[[ Input material open ]]

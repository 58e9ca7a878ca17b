//! Saved default flags.
//!
//! Defaults live in a global rc file and an optional `.mdvisrc` in the
//! working directory. Both hold command-line flags, one or more per line,
//! with `#` comments.

use std::fmt::Write as _;
use std::fs;
use std::path::{Path, PathBuf};

use anyhow::{Context, Result};

const APP_DIR: &str = "mdvis";
const LOCAL_FILE: &str = ".mdvisrc";

#[derive(clap::ValueEnum, Debug, Clone, Copy, PartialEq, Eq)]
pub enum ThemeMode {
    Auto,
    Light,
    Dark,
}

impl ThemeMode {
    pub const fn as_str(self) -> &'static str {
        match self {
            Self::Auto => "auto",
            Self::Light => "light",
            Self::Dark => "dark",
        }
    }

    fn parse(value: &str) -> Option<Self> {
        match value {
            "auto" => Some(Self::Auto),
            "light" => Some(Self::Light),
            "dark" => Some(Self::Dark),
            _ => None,
        }
    }
}

/// Flags that can be saved as defaults.
#[derive(Debug, Default, Clone, PartialEq, Eq)]
pub struct ConfigFlags {
    pub debug: bool,
    pub no_images: bool,
    pub force_half_cell: bool,
    pub perf: bool,
    pub theme: Option<ThemeMode>,
    pub font_size: Option<u16>,
    pub debug_log: Option<PathBuf>,
}

impl ConfigFlags {
    /// Merge `other` over `self`: switches are or-ed, valued options from
    /// `other` win.
    pub fn union(&self, other: &Self) -> Self {
        Self {
            debug: self.debug || other.debug,
            no_images: self.no_images || other.no_images,
            force_half_cell: self.force_half_cell || other.force_half_cell,
            perf: self.perf || other.perf,
            theme: other.theme.or(self.theme),
            font_size: other.font_size.or(self.font_size),
            debug_log: other.debug_log.clone().or_else(|| self.debug_log.clone()),
        }
    }

    /// The flags as command-line tokens, in a stable order.
    pub fn to_tokens(&self) -> Vec<String> {
        let mut tokens = Vec::new();
        let switches = [
            (self.debug, "--debug"),
            (self.no_images, "--no-images"),
            (self.force_half_cell, "--force-half-cell"),
            (self.perf, "--perf"),
        ];
        tokens.extend(
            switches
                .iter()
                .filter(|(on, _)| *on)
                .map(|(_, flag)| (*flag).to_string()),
        );
        if let Some(theme) = self.theme {
            tokens.push(format!("--theme={}", theme.as_str()));
        }
        if let Some(size) = self.font_size {
            tokens.push(format!("--font-size={size}"));
        }
        if let Some(path) = &self.debug_log {
            tokens.push(format!("--debug-log={}", path.display()));
        }
        tokens
    }
}

/// Platform config file: `%APPDATA%`, `~/Library/Application Support` or
/// the XDG config dir.
pub fn global_config_path() -> PathBuf {
    #[cfg(target_os = "windows")]
    {
        if let Some(appdata) = std::env::var_os("APPDATA") {
            return PathBuf::from(appdata).join(APP_DIR).join("config");
        }
    }

    #[cfg(target_os = "macos")]
    {
        if let Some(home) = std::env::var_os("HOME") {
            return PathBuf::from(home)
                .join("Library")
                .join("Application Support")
                .join(APP_DIR)
                .join("config");
        }
    }

    #[cfg(not(any(target_os = "windows", target_os = "macos")))]
    {
        if let Some(xdg) = std::env::var_os("XDG_CONFIG_HOME") {
            return PathBuf::from(xdg).join(APP_DIR).join("config");
        }
        if let Some(home) = std::env::var_os("HOME") {
            return PathBuf::from(home).join(".config").join(APP_DIR).join("config");
        }
    }

    PathBuf::from(LOCAL_FILE)
}

pub fn local_override_path() -> PathBuf {
    PathBuf::from(LOCAL_FILE)
}

/// Read saved flags; a missing file yields the defaults.
///
/// # Errors
///
/// Returns an error if the file exists but cannot be read.
pub fn load_config_flags(path: &Path) -> Result<ConfigFlags> {
    if !path.exists() {
        return Ok(ConfigFlags::default());
    }
    let content = fs::read_to_string(path)
        .with_context(|| format!("Failed to read config {}", path.display()))?;
    let tokens = content
        .lines()
        .map(str::trim)
        .filter(|line| !line.is_empty() && !line.starts_with('#'))
        .flat_map(str::split_whitespace)
        .map(ToOwned::to_owned)
        .collect::<Vec<_>>();
    Ok(parse_flag_tokens(&tokens))
}

/// Write `flags` to `path`, creating parent directories.
///
/// # Errors
///
/// Returns an error if the directory or file cannot be written.
pub fn save_config_flags(path: &Path, flags: &ConfigFlags) -> Result<()> {
    let mut content = String::from("# mdvis defaults (saved with --save)\n");
    for token in flags.to_tokens() {
        let _ = writeln!(content, "{token}");
    }
    if let Some(parent) = path.parent().filter(|p| !p.as_os_str().is_empty()) {
        fs::create_dir_all(parent)
            .with_context(|| format!("Failed to create config dir {}", parent.display()))?;
    }
    fs::write(path, content).with_context(|| format!("Failed to write config {}", path.display()))
}

/// Remove saved flags if present.
///
/// # Errors
///
/// Returns an error if the file exists but cannot be removed.
pub fn clear_config_flags(path: &Path) -> Result<()> {
    if path.exists() {
        fs::remove_file(path).with_context(|| format!("Failed to remove {}", path.display()))?;
    }
    Ok(())
}

/// Pick the saveable flags out of a token list.
///
/// Unknown tokens (the file name, `--save`) are skipped. Both `--flag value`
/// and `--flag=value` are accepted for valued options.
pub fn parse_flag_tokens(tokens: &[String]) -> ConfigFlags {
    let mut flags = ConfigFlags::default();
    let mut rest = tokens.iter();
    while let Some(token) = rest.next() {
        let (name, inline) = match token.split_once('=') {
            Some((name, value)) => (name, Some(value)),
            None => (token.as_str(), None),
        };
        match name {
            "--debug" => flags.debug = true,
            "--no-images" => flags.no_images = true,
            "--force-half-cell" => flags.force_half_cell = true,
            "--perf" => flags.perf = true,
            "--theme" | "--font-size" | "--debug-log" => {
                let Some(value) = inline.or_else(|| rest.next().map(String::as_str)) else {
                    tracing::warn!(flag = name, "flag is missing its value");
                    continue;
                };
                apply_value(&mut flags, name, value);
            }
            _ => {}
        }
    }
    flags
}

fn apply_value(flags: &mut ConfigFlags, name: &str, value: &str) {
    match name {
        "--theme" => match ThemeMode::parse(value) {
            Some(theme) => flags.theme = Some(theme),
            None => tracing::warn!(value, "ignoring unknown theme"),
        },
        "--font-size" => match value.parse::<u16>() {
            Ok(size) => flags.font_size = Some(size),
            Err(err) => tracing::warn!(value, %err, "ignoring invalid font size"),
        },
        "--debug-log" => flags.debug_log = Some(PathBuf::from(value)),
        _ => {}
    }
}
fn render_inline<'a>(
    ctx: &mut RenderContext<'_>,
    ui: &mut LayoutBuilder<'a, '_>,
    tree: &'a DocumentTree,
    id: NodeId,
    style: Option<TextStyle>,
    packer: &mut LinePacker<'a>,
    available: f32,
) -> Result<(), RenderError> {
    match tree.kind(id) {
        NodeKind::Text(text) => {
            let style = style.unwrap_or_else(|| ctx.body());
            match text.kind {
                TextKind::Normal | TextKind::Code => packer.push(&text.content, style, ui),
                TextKind::SoftBreak => packer.push_soft_break(style, ui),
                TextKind::HardBreak => packer.flush(ui),
                TextKind::Html => {}
            }
        }
        NodeKind::Span(SpanKind::Image { src, .. }) => {
            packer.flush(ui);
            render_image(ctx, ui, src, available)?;
        }
        NodeKind::Span(span) => {
            let role = match span {
                SpanKind::Emphasis => StyleRole::Italic,
                SpanKind::Strong => StyleRole::Bold,
                SpanKind::Code => StyleRole::InlineCode,
                SpanKind::Strikethrough => StyleRole::Strikethrough,
                SpanKind::Link { .. } => StyleRole::Link,
                SpanKind::Image { .. } => return Ok(()),
                SpanKind::Other(name) => {
                    tracing::trace!(span = name, "skipping unsupported span");
                    return Ok(());
                }
            };
            // Nested spans keep the outermost style.
            let style = style.unwrap_or_else(|| ctx.styles.get(role));
            ctx.nested(|ctx| {
                for child in tree.children(id) {
                    render_inline(ctx, ui, tree, child, Some(style), packer, available)?;
                }
                Ok(())
            })?;
        }
        NodeKind::Block(_) => render_block(ctx, ui, tree, id, available)?,
    }
    Ok(())
}

fn render_image<'a>(
    ctx: &mut RenderContext<'_>,
    ui: &mut LayoutBuilder<'a, '_>,
    src: &'a str,
    available: f32,
) -> Result<(), RenderError> {
    let handle = ctx.images.resolve(src)?;
    let state = ctx
        .images
        .get(handle)
        .map_or(ImageState::Failed, |entry| entry.state);

    let ImageState::Loaded {
        width_px,
        height_px,
    } = state
    else {
        let style = ctx.styles.get(StyleRole::Italic);
        ui.with_box(BoxConfig::row(), |ui| {
            ui.text(format!("🖼 Image not loaded: {src}"), style);
        });
        return Ok(());
    };

    let (cell_w, cell_h) = ctx.cell_px;
    let content = (available * IMAGE_WIDTH_FRACTION).floor().max(1.0);
    let indent = (content / 6.0).floor();
    let natural_cols = (width_px as f32 / f32::from(cell_w.max(1))).ceil().max(1.0);
    let cols = natural_cols.min((content - indent).max(1.0));
    let rows = (height_px as f32 * (cols / natural_cols) / f32::from(cell_h.max(1)))
        .ceil()
        .max(1.0);

    ui.with_box(
        BoxConfig {
            padding: Padding::new(indent, 0.0, 1.0, 1.0),
            ..BoxConfig::row()
        },
        |ui| {
            ui.with_box(
                BoxConfig {
                    sizing: Sizing {
                        width: SizingAxis::Fixed(cols),
                        height: SizingAxis::Fixed(rows),
                    },
                    image: Some(handle),
                    ..BoxConfig::row()
                },
                |_| {},
            );
        },
    );
    Ok(())
}
#[cfg(test)]
mod tests {
    use super::*;
    use crate::layout::{Border, LayoutBuilder, Padding, Sizing};
    use crate::ui::style::{Palette, StyleRole, StyleTable, TextStyle};

    fn body() -> TextStyle {
        StyleTable::default().get(StyleRole::Body)
    }

    fn main_config() -> BoxConfig {
        BoxConfig {
            sizing: Sizing {
                width: SizingAxis::grow(),
                height: SizingAxis::grow(),
            },
            clip: Some(Clip::vertical()),
            ..BoxConfig::column()
        }
    }

    fn long_document<'a>(state: &LayoutState, rows: usize) -> Layout<'a> {
        let mut ui = LayoutBuilder::new(state);
        ui.with_named_box("main_layout", main_config(), |ui| {
            for i in 0..rows {
                ui.with_box(BoxConfig::row(), |ui| ui.text(format!("row {i}"), body()));
            }
        });
        ui.finish().unwrap()
    }

    #[test]
    fn test_text_width_counts_cells() {
        assert_eq!(text_width("abc"), 3);
        assert_eq!(text_width("\tx"), 5);
        assert_eq!(text_width("日本"), 4);
    }

    #[test]
    fn test_column_stacks_rows() {
        let mut state = LayoutState::new(40.0, 10.0);
        let layout = long_document(&state, 3);
        let commands = state.compute(&layout).unwrap();
        let text_rows: Vec<f32> = commands
            .iter()
            .filter(|c| matches!(c.kind, CommandKind::Text { .. }))
            .map(|c| c.bounds.y)
            .collect();
        assert_eq!(text_rows, vec![0.0, 1.0, 2.0]);
    }

    #[test]
    fn test_command_order_wraps_children_in_scissor() {
        let mut state = LayoutState::new(40.0, 10.0);
        let mut ui = LayoutBuilder::new(&state);
        ui.with_box(
            BoxConfig {
                background: Some(Palette::DARK.background),
                border: Some(Border::left(Palette::DARK.pink, 1)),
                ..main_config()
            },
            |ui| ui.text("x", body()),
        );
        let layout = ui.finish().unwrap();
        let names: Vec<_> = state
            .compute(&layout)
            .unwrap()
            .iter()
            .map(|c| c.kind.name())
            .collect();
        assert_eq!(
            names,
            vec!["rectangle", "scissor_start", "text", "scissor_end", "border"]
        );
    }

    #[test]
    fn test_grow_fills_and_fit_max_clamps() {
        let mut state = LayoutState::new(50.0, 10.0);
        let mut ui = LayoutBuilder::new(&state);
        ui.with_box(main_config(), |ui| {
            ui.with_box(
                BoxConfig {
                    sizing: Sizing {
                        width: SizingAxis::grow(),
                        height: SizingAxis::fit(),
                    },
                    ..BoxConfig::row()
                },
                |ui| ui.text("grow", body()),
            );
            ui.with_box(
                BoxConfig {
                    sizing: Sizing {
                        width: SizingAxis::fit_max(5.0),
                        height: SizingAxis::fit(),
                    },
                    padding: Padding::new(1.0, 1.0, 0.0, 0.0),
                    ..BoxConfig::row()
                },
                |ui| ui.text("a long unbroken line", body()),
            );
        });
        let layout = ui.finish().unwrap();
        state.compute(&layout).unwrap();
        let grow = state.bounds(layout.elements()[1].id).unwrap();
        let fit = state.bounds(layout.elements()[3].id).unwrap();
        assert_eq!(grow.width, 50.0);
        assert_eq!(fit.width, 5.0);
        assert_eq!(fit.y, 1.0);
    }

    #[test]
    fn test_offscreen_text_is_culled() {
        let mut state = LayoutState::new(40.0, 5.0);
        let layout = long_document(&state, 20);
        let commands = state.compute(&layout).unwrap();
        let texts = commands
            .iter()
            .filter(|c| matches!(c.kind, CommandKind::Text { .. }))
            .count();
        assert_eq!(texts, 5);
    }

    #[test]
    fn test_root_scroll_is_clamped() {
        let mut state = LayoutState::new(40.0, 10.0);
        let layout = long_document(&state, 30);
        state.compute(&layout).unwrap();

        state.update_scroll(Vector2::new(0.0, -5.0));
        assert_eq!(state.root_scroll().unwrap().offset.y, -5.0);

        state.update_scroll(Vector2::new(0.0, -500.0));
        assert_eq!(state.root_scroll().unwrap().offset.y, -20.0);

        state.update_scroll(Vector2::new(0.0, 500.0));
        assert_eq!(state.root_scroll().unwrap().offset.y, 0.0);
    }

    #[test]
    fn test_scroll_offset_moves_children_next_frame() {
        let mut state = LayoutState::new(40.0, 10.0);
        let layout = long_document(&state, 30);
        state.compute(&layout).unwrap();
        state.scroll_to_bottom();

        let layout = long_document(&state, 30);
        let commands = state.compute(&layout).unwrap();
        let first = commands
            .iter()
            .find_map(|c| match c.kind {
                CommandKind::Text { text, .. } => Some((text, c.bounds.y)),
                _ => None,
            })
            .unwrap();
        assert_eq!(first, ("row 20", 0.0));

        state.scroll_to_top();
        assert_eq!(state.root_scroll().unwrap().offset.y, 0.0);
    }

    #[test]
    fn test_hovered_inner_container_scrolls_first() {
        let mut state = LayoutState::new(20.0, 10.0);
        let build = |state: &LayoutState| {
            let mut ui = LayoutBuilder::new(state);
            ui.with_named_box("main_layout", main_config(), |ui| {
                ui.with_box(
                    BoxConfig {
                        sizing: Sizing {
                            width: SizingAxis::fit_max(10.0),
                            height: SizingAxis::fit(),
                        },
                        clip: Some(Clip::horizontal()),
                        ..BoxConfig::column()
                    },
                    |ui| ui.text("a very long line of code here", body()),
                );
                for _ in 0..30 {
                    ui.with_box(BoxConfig::row(), |ui| ui.text("filler", body()));
                }
            });
            ui.finish().unwrap()
        };
        let layout = build(&state);
        state.compute(&layout).unwrap();
        let code_id = layout.elements()[1].id;

        state.set_pointer(Some(Vector2::new(2.0, 0.0)), false);
        assert!(state.is_hovered(code_id));

        state.update_scroll(Vector2::new(-4.0, 0.0));
        assert_eq!(state.scroll_offset(code_id).x, -4.0);

        // Vertical deltas fall through to the root container.
        state.update_scroll(Vector2::new(0.0, -3.0));
        assert_eq!(state.root_scroll().unwrap().offset.y, -3.0);
        assert_eq!(state.scroll_offset(code_id).y, 0.0);
    }

    #[test]
    fn test_measure_capacity_error_and_growth() {
        let mut state = LayoutState::new(40.0, 10.0);
        state.set_max_measured_text(2);
        let layout = long_document(&state, 3);
        let err = state.compute(&layout).unwrap_err();
        assert_eq!(err, LayoutError::TextMeasureCapacityExceeded { capacity: 2 });
        assert!(state.grow_for(&err));
        assert_eq!(state.max_measured_text(), 4);
        assert!(state.compute(&layout).is_ok());
    }

    #[test]
    fn test_grow_for_ignores_structural_errors() {
        let mut state = LayoutState::new(40.0, 10.0);
        assert!(!state.grow_for(&LayoutError::UnbalancedClose));
    }

    #[test]
    fn test_empty_layout_has_no_commands() {
        let mut state = LayoutState::new(40.0, 10.0);
        assert!(state.compute(&Layout::default()).unwrap().is_empty());
    }
}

[[ Input material closed ]]

# What needs to be done:
Within the entries, find all lines holding "flush" and copy each one.

# Exercise answer:
                TextKind::HardBreak => packer.flush(ui),
            packer.flush(ui);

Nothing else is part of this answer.